# Data extracts:
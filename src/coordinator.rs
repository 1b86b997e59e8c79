//! The coordination context.
//!
//! A [`Coordinator`] owns every piece of mutable notch state and is driven by
//! exactly one thread. Producers never touch it directly: they deliver
//! [`Event`]s, and each call to [`Coordinator::handle`] returns the
//! [`Effect`]s the host must perform (schedule a timer, open or release a
//! surface, persist something, start a query). Results come back as more
//! events, so every mutation happens on the owning thread.

use std::time::Duration;

use crate::config::Preferences;
use crate::display::reconciler::{ReconcileReport, SurfaceChange};
use crate::display::{BindingId, DisplayBinding, DisplayName, DisplayReconciler, Topology};
use crate::error::CoordinatorError;
use crate::events::{Event, HardwareEvent, OverlayKind, Shortcut};
use crate::geometry::Rect;
use crate::media::{QueryGate, QueryTicket, TrackInfo};
use crate::notch::{ClosePolicy, Phase, SurfaceSnapshot};
use crate::overlay::{ExpandingItem, OverlayScheduler, SneakPeek};
use crate::timer::{OverlayTimer, TimerRequest, TimerSlot, TimerToken};

/// Trailing debounce for topology and preference bursts.
pub const DEBOUNCE: Duration = Duration::from_millis(300);

pub const NOW_PLAYING_POLL: Duration = Duration::from_secs(2);

#[derive(Debug, Clone, PartialEq)]
pub enum Effect {
    /// Deliver `Event::TimerFired(token)` after the delay.
    Schedule(TimerRequest),
    CreateSurface {
        binding: BindingId,
        display: DisplayName,
        placement: Rect,
    },
    DestroySurface {
        binding: BindingId,
    },
    MoveSurface {
        binding: BindingId,
        display: DisplayName,
        placement: Rect,
    },
    SelectionChanged(DisplayName),
    PersistSelectedDisplay(DisplayName),
    PersistMicMuted(bool),
    /// Fetch the current track, replying with `Event::NowPlaying`.
    QueryNowPlaying(QueryTicket),
}

pub struct Coordinator {
    prefs: Preferences,
    policy: Box<dyn ClosePolicy>,
    overlay: OverlayScheduler,
    displays: DisplayReconciler,
    topology_debounce: OverlayTimer,
    preference_debounce: OverlayTimer,
    pending_topology: Option<Topology>,
    pending_prefs: Option<Preferences>,
    now_playing_poll: OverlayTimer,
    now_playing: QueryGate,
    track: Option<TrackInfo>,
    mic_muted: bool,
    /// Process-local display choice that outranks `prefs.selected_display`.
    screen_override: Option<DisplayName>,
    shut_down: bool,
}
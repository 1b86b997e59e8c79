use std::time::Duration;

use futures::channel::mpsc;

use crate::config::Preferences;
use crate::display::{BindingId, DisplayName, Topology};
use crate::media::{QueryTicket, TrackInfo};
use crate::notch::NotchView;
use crate::timer::TimerToken;

/// Status categories reported by hardware and media sources.
#[derive(Debug, Clone, Copy, PartialEq, Eq, Hash)]
pub enum OverlayKind {
    Volume,
    Brightness,
    Mic,
    Battery,
    Music,
    Download,
    Notification,
}

/// The two ephemeral overlay slots.
#[derive(Debug, Clone, Copy, PartialEq, Eq, Hash)]
pub enum OverlayVariant {
    /// Short indicator shown inside the closed notch.
    SneakPeek,
    /// The closed notch widens to show progress.
    ExpandingItem,
}

impl OverlayKind {
    pub fn from_name(name: &str) -> Option<Self> {
        match name {
            "volume" | "vol" => Some(OverlayKind::Volume),
            "brightness" | "backlight" => Some(OverlayKind::Brightness),
            "mic" | "microphone" => Some(OverlayKind::Mic),
            "battery" | "power" => Some(OverlayKind::Battery),
            "music" | "media" => Some(OverlayKind::Music),
            "download" => Some(OverlayKind::Download),
            "notification" | "notify" => Some(OverlayKind::Notification),
            _ => None,
        }
    }

    /// Which overlay slot this kind is shown in.
    pub fn variant(self) -> OverlayVariant {
        match self {
            OverlayKind::Battery | OverlayKind::Download => OverlayVariant::ExpandingItem,
            OverlayKind::Volume
            | OverlayKind::Brightness
            | OverlayKind::Mic
            | OverlayKind::Music
            | OverlayKind::Notification => OverlayVariant::SneakPeek,
        }
    }

    /// Nerd Font glyph used when the source does not supply an icon.
    pub fn default_icon(self) -> &'static str {
        match self {
            OverlayKind::Volume => "\u{f028}",       // nf-fa-volume_up
            OverlayKind::Brightness => "\u{f185}",   // nf-fa-sun_o
            OverlayKind::Mic => "\u{f130}",          // nf-fa-microphone
            OverlayKind::Battery => "\u{f240}",      // nf-fa-battery_full
            OverlayKind::Music => "\u{f001}",        // nf-fa-music
            OverlayKind::Download => "\u{f019}",     // nf-fa-download
            OverlayKind::Notification => "\u{f0f3}", // nf-fa-bell
        }
    }
}

/// A raw status report `{kind, value, icon?}` from a hardware or media source.
#[derive(Debug, Clone, PartialEq)]
pub struct HardwareEvent {
    pub kind: OverlayKind,
    /// Level in `0.0..=1.0`. For the mic, `1.0` means muted.
    pub value: f32,
    pub icon: Option<String>,
    pub label: Option<String>,
    /// `None` uses the auto-hide wait interval.
    pub duration: Option<Duration>,
}

impl HardwareEvent {
    pub fn new(kind: OverlayKind, value: f32) -> Self {
        Self {
            kind,
            value,
            icon: None,
            label: None,
            duration: None,
        }
    }

    pub fn with_label(mut self, label: impl Into<String>) -> Self {
        self.label = Some(label.into());
        self
    }

    pub fn with_duration(mut self, duration: Duration) -> Self {
        self.duration = Some(duration);
        self
    }
}

/// User-triggered actions (keyboard shortcuts, control socket).
#[derive(Debug, Clone, PartialEq)]
pub enum Shortcut {
    /// `None` targets the selected display.
    Open(Option<DisplayName>),
    Close(Option<DisplayName>),
    Toggle(Option<DisplayName>),
    ShowView(NotchView),
    Hide(OverlayVariant),
}

/// Everything the coordinator reacts to.
#[derive(Debug, Clone)]
pub enum Event {
    Topology(Topology),
    PreferencesChanged(Preferences),
    Hardware(HardwareEvent),
    Shortcut(Shortcut),
    Pointer { binding: BindingId, inside: bool },
    TimerFired(TimerToken),
    NowPlaying {
        ticket: QueryTicket,
        track: Option<TrackInfo>,
    },
    Shutdown,
}

/// Producer half of the event bus. Cheap to clone; each background source
/// owns one and stops once the receiving side is gone.
#[derive(Debug, Clone)]
pub struct EventSender {
    tx: mpsc::UnboundedSender<Event>,
}

impl EventSender {
    /// Returns `false` once the bus has been dropped.
    pub fn send(&self, event: Event) -> bool {
        self.tx.unbounded_send(event).is_ok()
    }
}

pub fn bus() -> (EventSender, mpsc::UnboundedReceiver<Event>) {
    let (tx, rx) = mpsc::unbounded();
    (EventSender { tx }, rx)
}
mod app;
mod command;
mod config;
mod coordinator;
mod display;
mod error;
mod events;
mod geometry;
mod ipc;
mod logging;
mod media;
mod notch;
mod overlay;
mod surface;
mod theme;
mod timer;
mod util;
mod views;

fn main() -> Result<(), iced_layershell::Error> {
    // Read before logging is up; errors are reported again on the real load.
    let debug = config::Preferences::load(&config::preferences_path())
        .map(|p| p.debug_logging)
        .unwrap_or(false);
    logging::init(debug);
    app::run()
}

# Task details:
Identify how many lines in the entries above include the string "Brightness", then state that number alone.

# Task output:
4